The only area in which closed source dominates is client side operating systems, where 95% of respondents use a closed source operating system.

Where’s the cloud?

Despite the buzz around “cloud computing”, there was little if any mention of cloud based solutions for hosting, particularly services like Amazon’s EC2 and S3. While we didn’t ask specifically about the use of such services, the fact that they went virtually unmentioned by respondents indicates the day of cloud computing is still on the horizon.

Developers, developers, developers

We’ve mentioned a number of times the way that respondents saw themselves predominantly as “developers”, which is also reflected in the use of JavaScript by 95% of respondents, and the overwhelming majority of sites using dynamic database driven models rather than being static sites.

In future will web professionals become increasingly generalists, expected to, and able to use a combination of front and back end technologies? Or, will we see a growing specialization, as the level of sophistication required for various aspects of design and development increases? In future surveys it might be interesting to ask respondents what percentage of time they spend on various aspects of design and development – for example wireframing, page mockups, HTML and CSS, JavaScript programming, backend programming and administration.

The mobile web cometh?

Despite the hype around iPhone, and Android, and the widespread availability of excellent browsers on a wide variety of mobile devices, gaming platforms, and even televisions, even among these early adopters, the focus is squarely on traditional web browsing platforms – the laptop and PC.

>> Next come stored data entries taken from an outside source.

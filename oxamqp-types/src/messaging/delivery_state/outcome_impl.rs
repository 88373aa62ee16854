use oxamqp_codec::{described::Described, Error, Value};
use serde::{de, ser};

use super::{Accepted, DeliveryState, Modified, Outcome, Rejected, Released};

impl Outcome {
    /// Whether the outcome is [`Accepted`]
    pub fn is_accepted(&self) -> bool {
        matches!(self, Outcome::Accepted(_))
    }

    /// Whether the outcome is [`Rejected`]
    pub fn is_rejected(&self) -> bool {
        matches!(self, Outcome::Rejected(_))
    }

    /// Whether the outcome is [`Released`]
    pub fn is_released(&self) -> bool {
        matches!(self, Outcome::Released(_))
    }

    /// Whether the outcome is [`Modified`]
    pub fn is_modified(&self) -> bool {
        matches!(self, Outcome::Modified(_))
    }

    /// Returns [`Accepted`] or `err` for any other outcome
    pub fn accepted_or<T>(self, err: T) -> Result<Accepted, T> {
        match self {
            Outcome::Accepted(accepted) => Ok(accepted),
            _ => Err(err),
        }
    }

    /// Returns [`Accepted`] or maps any other outcome with `op`
    pub fn accepted_or_else<F, T>(self, op: F) -> Result<Accepted, T>
    where
        F: FnOnce(Self) -> T,
    {
        match self {
            Outcome::Accepted(accepted) => Ok(accepted),
            other => Err(op(other)),
        }
    }
}

impl From<Accepted> for Outcome {
    fn from(value: Accepted) -> Self {
        Outcome::Accepted(value)
    }
}

impl From<Rejected> for Outcome {
    fn from(value: Rejected) -> Self {
        Outcome::Rejected(value)
    }
}

impl From<Released> for Outcome {
    fn from(value: Released) -> Self {
        Outcome::Released(value)
    }
}

impl From<Modified> for Outcome {
    fn from(value: Modified) -> Self {
        Outcome::Modified(value)
    }
}

impl From<Outcome> for Value {
    fn from(outcome: Outcome) -> Self {
        Value::from(DeliveryState::from(outcome))
    }
}

impl TryFrom<DeliveryState> for Outcome {
    type Error = Error;

    fn try_from(state: DeliveryState) -> Result<Self, Self::Error> {
        match state {
            DeliveryState::Accepted(value) => Ok(Outcome::Accepted(value)),
            DeliveryState::Rejected(value) => Ok(Outcome::Rejected(value)),
            DeliveryState::Released(value) => Ok(Outcome::Released(value)),
            DeliveryState::Modified(value) => Ok(Outcome::Modified(value)),
            DeliveryState::Received(_) => Err(Error::Argument(
                "received is a delivery state but not an outcome".to_string(),
            )),
        }
    }
}

impl TryFrom<Described<Value>> for Outcome {
    type Error = Error;

    fn try_from(described: Described<Value>) -> Result<Self, Self::Error> {
        DeliveryState::try_from(described).and_then(Outcome::try_from)
    }
}

impl TryFrom<Value> for Outcome {
    type Error = Error;

    fn try_from(value: Value) -> Result<Self, Self::Error> {
        DeliveryState::try_from(value).and_then(Outcome::try_from)
    }
}

impl ser::Serialize for Outcome {
    fn serialize<S>(&self, serializer: S) -> Result<S::Ok, S::Error>
    where
        S: ser::Serializer,
    {
        match self {
            Outcome::Accepted(value) => ser::Serialize::serialize(value, serializer),
            Outcome::Rejected(value) => ser::Serialize::serialize(value, serializer),
            Outcome::Released(value) => ser::Serialize::serialize(value, serializer),
            Outcome::Modified(value) => ser::Serialize::serialize(value, serializer),
        }
    }
}

impl<'de> de::Deserialize<'de> for Outcome {
    fn deserialize<D>(deserializer: D) -> Result<Self, D::Error>
    where
        D: de::Deserializer<'de>,
    {
        let described = <Described<Value> as de::Deserialize>::deserialize(deserializer)?;
        Outcome::try_from(described).map_err(de::Error::custom)
    }
}

#[cfg(test)]
mod tests {
    use oxamqp_codec::{composite::Composite, from_slice, to_vec, Value};

    use crate::messaging::{Accepted, Modified, Outcome, Received, Released};

    #[test]
    fn test_outcome_round_trip() {
        let outcome = Outcome::Modified(Modified {
            delivery_failed: Some(true),
            undeliverable_here: Some(false),
            message_annotations: None,
        });
        let buf = to_vec(&Value::from(outcome.clone())).unwrap();
        let decoded = Outcome::try_from(from_slice::<Value>(&buf).unwrap()).unwrap();
        assert_eq!(outcome, decoded);
    }

    #[test]
    fn test_outcome_serde() {
        let buf = to_vec(&Outcome::from(Released {})).unwrap();
        assert_eq!(buf, [0x00, 0x53, 0x26, 0x45]);
        assert_eq!(
            from_slice::<Outcome>(&buf).unwrap(),
            Outcome::Released(Released {})
        );

        let received = to_vec(&Received {
            section_number: 1,
            section_offset: 2,
        })
        .unwrap();
        assert!(from_slice::<Outcome>(&received).is_err());
    }

    #[test]
    fn test_received_is_not_an_outcome() {
        let value = Received {
            section_number: 0,
            section_offset: 0,
        }
        .into_value();
        let err = Outcome::try_from(value).unwrap_err();
        assert!(matches!(err, oxamqp_codec::Error::Argument(_)));
    }

    #[test]
    fn test_accepted_or_else() {
        assert!(Outcome::from(Accepted {}).accepted_or(()).is_ok());
        let released = Outcome::from(Released {});
        let err = released.accepted_or_else(|o| o.is_released()).unwrap_err();
        assert!(err);
    }
}
use oxamqp_codec::Value;
use serde_repr::{Deserialize_repr, Serialize_repr};

/// 2.8.3 Receiver Settle Mode
/// Settlement policy for a receiver.
/// <type name="receiver-settle-mode" class="restricted" source="ubyte">
/// </type>
#[derive(Debug, Clone, Copy, PartialEq, Eq, Default, Serialize_repr, Deserialize_repr)]
#[repr(u8)]
pub enum ReceiverSettleMode {
    /// <choice name="first" value="0"/>
    #[default]
    First = 0,
    /// <choice name="second" value="1"/>
    Second = 1,
}

impl From<ReceiverSettleMode> for u8 {
    fn from(mode: ReceiverSettleMode) -> Self {
        match mode {
            ReceiverSettleMode::First => 0,
            ReceiverSettleMode::Second => 1,
        }
    }
}

impl TryFrom<u8> for ReceiverSettleMode {
    type Error = u8;

    fn try_from(value: u8) -> Result<Self, Self::Error> {
        match value {
            0 => Ok(ReceiverSettleMode::First),
            1 => Ok(ReceiverSettleMode::Second),
            _ => Err(value),
        }
    }
}

impl From<ReceiverSettleMode> for Value {
    fn from(mode: ReceiverSettleMode) -> Self {
        Value::UByte(mode.into())
    }
}

#[cfg(test)]
mod tests {
    use oxamqp_codec::{from_slice, to_vec};

    use super::ReceiverSettleMode;

    #[test]
    fn test_receiver_settle_mode_round_trip() {
        let buf = to_vec(&ReceiverSettleMode::Second).unwrap();
        assert_eq!(buf, vec![0x50, 0x01]);
        let mode: ReceiverSettleMode = from_slice(&buf).unwrap();
        assert_eq!(mode, ReceiverSettleMode::Second);
        assert!(from_slice::<ReceiverSettleMode>(&[0x52, 0x01]).is_err());
    }
}
//! An ordered, index addressable container of [`Value`]s
//!
//! Setting an index past the current end fills every slot in between with
//! [`Value::Null`], so a [`List`] never has gaps once anything has been set.

use std::fmt::Display;

use serde::{de, ser};

use crate::{error::Error, value::Value};

/// A sequence of polymorphic values.
///
/// encoding name = "list0", encoding code = 0x45
/// category = fixed, width = 0,
/// label="the empty list (i.e. the list with no elements)"
///
/// encoding name = "list8", encoding code = 0xc0
/// category = compound, width = 1
/// label="up to 2^8 - 1 list elements with total size less than 2^8 octets
///
/// encoding name = "list32", encoding code = 0xd0
/// category = compound, width = 4
/// label="up to 2^32 - 1 list elements with total size less than 2^32 octets"
#[derive(Debug, Clone, Default, PartialEq, Eq, PartialOrd, Ord, Hash)]
pub struct List(Vec<Value>);

impl List {
    /// Creates an empty list
    pub fn new() -> Self {
        Self(Vec::new())
    }

    /// Creates a list holding `values` starting from index 0
    pub fn from_values<T>(values: impl IntoIterator<Item = T>) -> Self
    where
        T: Into<Value>,
    {
        Self(values.into_iter().map(Into::into).collect())
    }

    /// Number of slots, including null filled ones
    pub fn len(&self) -> usize {
        self.0.len()
    }

    /// Whether nothing has been set
    pub fn is_empty(&self) -> bool {
        self.0.is_empty()
    }

    /// Whether `index` holds a value (null fill counts)
    pub fn has(&self, index: usize) -> bool {
        index < self.0.len()
    }

    /// Get the value at `index`
    pub fn get(&self, index: usize) -> Result<&Value, Error> {
        self.0.get(index).ok_or(Error::Index {
            index,
            len: self.0.len(),
        })
    }

    /// Get a mutable reference to the value at `index`
    pub fn get_mut(&mut self, index: usize) -> Result<&mut Value, Error> {
        let len = self.0.len();
        self.0.get_mut(index).ok_or(Error::Index { index, len })
    }

    /// Set the value at `index`, filling every unset slot below it with null
    pub fn set(&mut self, index: usize, value: impl Into<Value>) {
        let value = value.into();
        match self.0.get_mut(index) {
            Some(slot) => *slot = value,
            None => {
                self.0.resize(index, Value::Null);
                self.0.push(value);
            }
        }
    }

    /// Appends a value to the end
    pub fn push(&mut self, value: impl Into<Value>) {
        self.0.push(value.into())
    }

    /// Removal is not supported.
    ///
    /// Unsetting an index that holds a value fails with
    /// [`Error::OperationNotSupported`]. Unsetting an index that was never set
    /// leaves the list unchanged.
    pub fn unset(&mut self, index: usize) -> Result<(), Error> {
        match self.has(index) {
            true => Err(Error::OperationNotSupported(
                "removing an entry from a list",
            )),
            false => Ok(()),
        }
    }

    /// Iterate over the values in index order
    pub fn iter(&self) -> std::slice::Iter<'_, Value> {
        self.0.iter()
    }

    /// Get the values as a slice
    pub fn as_slice(&self) -> &[Value] {
        &self.0
    }

    /// Consume the list into the inner vector
    pub fn into_inner(self) -> Vec<Value> {
        self.0
    }

    /// Writes `name(v0, v1, ...)`. Typed wrappers around a list use this to
    /// display their own type name.
    pub fn fmt_with_name(&self, name: &str, f: &mut std::fmt::Formatter<'_>) -> std::fmt::Result {
        write!(f, "{}(", name)?;
        for (i, value) in self.0.iter().enumerate() {
            if i > 0 {
                f.write_str(", ")?;
            }
            write!(f, "{}", value)?;
        }
        f.write_str(")")
    }
}

impl Display for List {
    fn fmt(&self, f: &mut std::fmt::Formatter<'_>) -> std::fmt::Result {
        self.fmt_with_name("List", f)
    }
}

impl From<Vec<Value>> for List {
    fn from(values: Vec<Value>) -> Self {
        Self(values)
    }
}

impl From<List> for Vec<Value> {
    fn from(list: List) -> Self {
        list.0
    }
}

impl<T: Into<Value>> FromIterator<T> for List {
    fn from_iter<I: IntoIterator<Item = T>>(iter: I) -> Self {
        Self(iter.into_iter().map(Into::into).collect())
    }
}

impl<T: Into<Value>> Extend<T> for List {
    fn extend<I: IntoIterator<Item = T>>(&mut self, iter: I) {
        self.0.extend(iter.into_iter().map(Into::into))
    }
}

impl IntoIterator for List {
    type Item = Value;
    type IntoIter = std::vec::IntoIter<Value>;

    fn into_iter(self) -> Self::IntoIter {
        self.0.into_iter()
    }
}

impl<'a> IntoIterator for &'a List {
    type Item = &'a Value;
    type IntoIter = std::slice::Iter<'a, Value>;

    fn into_iter(self) -> Self::IntoIter {
        self.0.iter()
    }
}

impl ser::Serialize for List {
    fn serialize<S>(&self, serializer: S) -> Result<S::Ok, S::Error>
    where
        S: ser::Serializer,
    {
        use ser::SerializeSeq;
        let mut state = serializer.serialize_seq(Some(self.len()))?;
        for value in self.iter() {
            state.serialize_element(value)?;
        }
        state.end()
    }
}

impl<'de> de::Deserialize<'de> for List {
    fn deserialize<D>(deserializer: D) -> Result<Self, D::Error>
    where
        D: de::Deserializer<'de>,
    {
        <Vec<Value> as de::Deserialize>::deserialize(deserializer).map(List)
    }
}

#[cfg(test)]
mod tests {
    use super::List;
    use crate::{Error, Value};

    #[test]
    fn set_past_the_end_fills_with_null() {
        let mut list = List::new();
        list.set(3, 7i64);
        list.set(1, "one");

        assert_eq!(list.len(), 4);
        assert_eq!(list.get(0), Ok(&Value::Null));
        assert_eq!(list.get(1), Ok(&Value::String("one".into())));
        assert_eq!(list.get(2), Ok(&Value::Null));
        assert_eq!(list.get(3), Ok(&Value::Long(7)));
    }

    #[test]
    fn out_of_order_sets_never_leave_gaps() {
        let order = [5usize, 0, 9, 2, 7];
        let mut list = List::new();
        for &i in &order {
            list.set(i, i as i64);
        }

        let max = *order.iter().max().unwrap();
        assert_eq!(list.len(), max + 1);
        for j in 0..=max {
            let value = list.get(j).unwrap();
            if order.contains(&j) {
                assert_eq!(value, &Value::Long(j as i64));
            } else {
                assert_eq!(value, &Value::Null);
            }
        }
    }

    #[test]
    fn get_unset_index_fails() {
        let list = List::from_values([1i64, 2]);
        assert!(list.has(1));
        assert!(!list.has(2));
        assert_eq!(list.get(2), Err(Error::Index { index: 2, len: 2 }));
    }

    #[test]
    fn unset_is_not_supported() {
        let mut list = List::from_values([1i64]);
        assert!(matches!(
            list.unset(0),
            Err(Error::OperationNotSupported(_))
        ));
        assert_eq!(list.unset(5), Ok(()));
        assert_eq!(list.len(), 1);
    }

    #[test]
    fn display_lists_values_in_order() {
        let mut list = List::new();
        list.set(2, true);
        assert_eq!(list.to_string(), "List(null, null, boolean(true))");
    }
}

With only around 20% of respondents using the mobile web, it may be at least some time before we see wide spread adoption of the web outside the traditional web browsing contexts, if early adopter behavior prefigures wider technology adoption patterns.

Best Practices on the rise

For decade or more, individuals, and groups like the Web Standards Project, have advocated for the use of standards in development, and a number of recommended practices, such as the separation of presentation, content and behavior, the use of valid semantic markup, the avoidance of presentational markup and so on. While objective studies like Opera’s MAMA indicate that there’s still some way yet to go even among member companies of the W3C, among respondents, adherence to these recommended practices (or at the very least, acceptance of their importance) is strong.

Current browsers, not legacy browsers come first

Despite the fact that versions of Internet Explorer still account for over 70% of the browsers used on the web, respondents to the survey indicate that their approach is to develop to standards, and only then ensuring (if at all) their sites work properly in versions of Internet Explorer. This is a significant change in a relatively short period of time. Anecdotally, we increasingly less often see the “best viewed in” message when browsing the web, and these together suggest we are beginning to see a viable browser neutral web for the first time since the bad old day’s of the browser wars of the mid to late 1990s.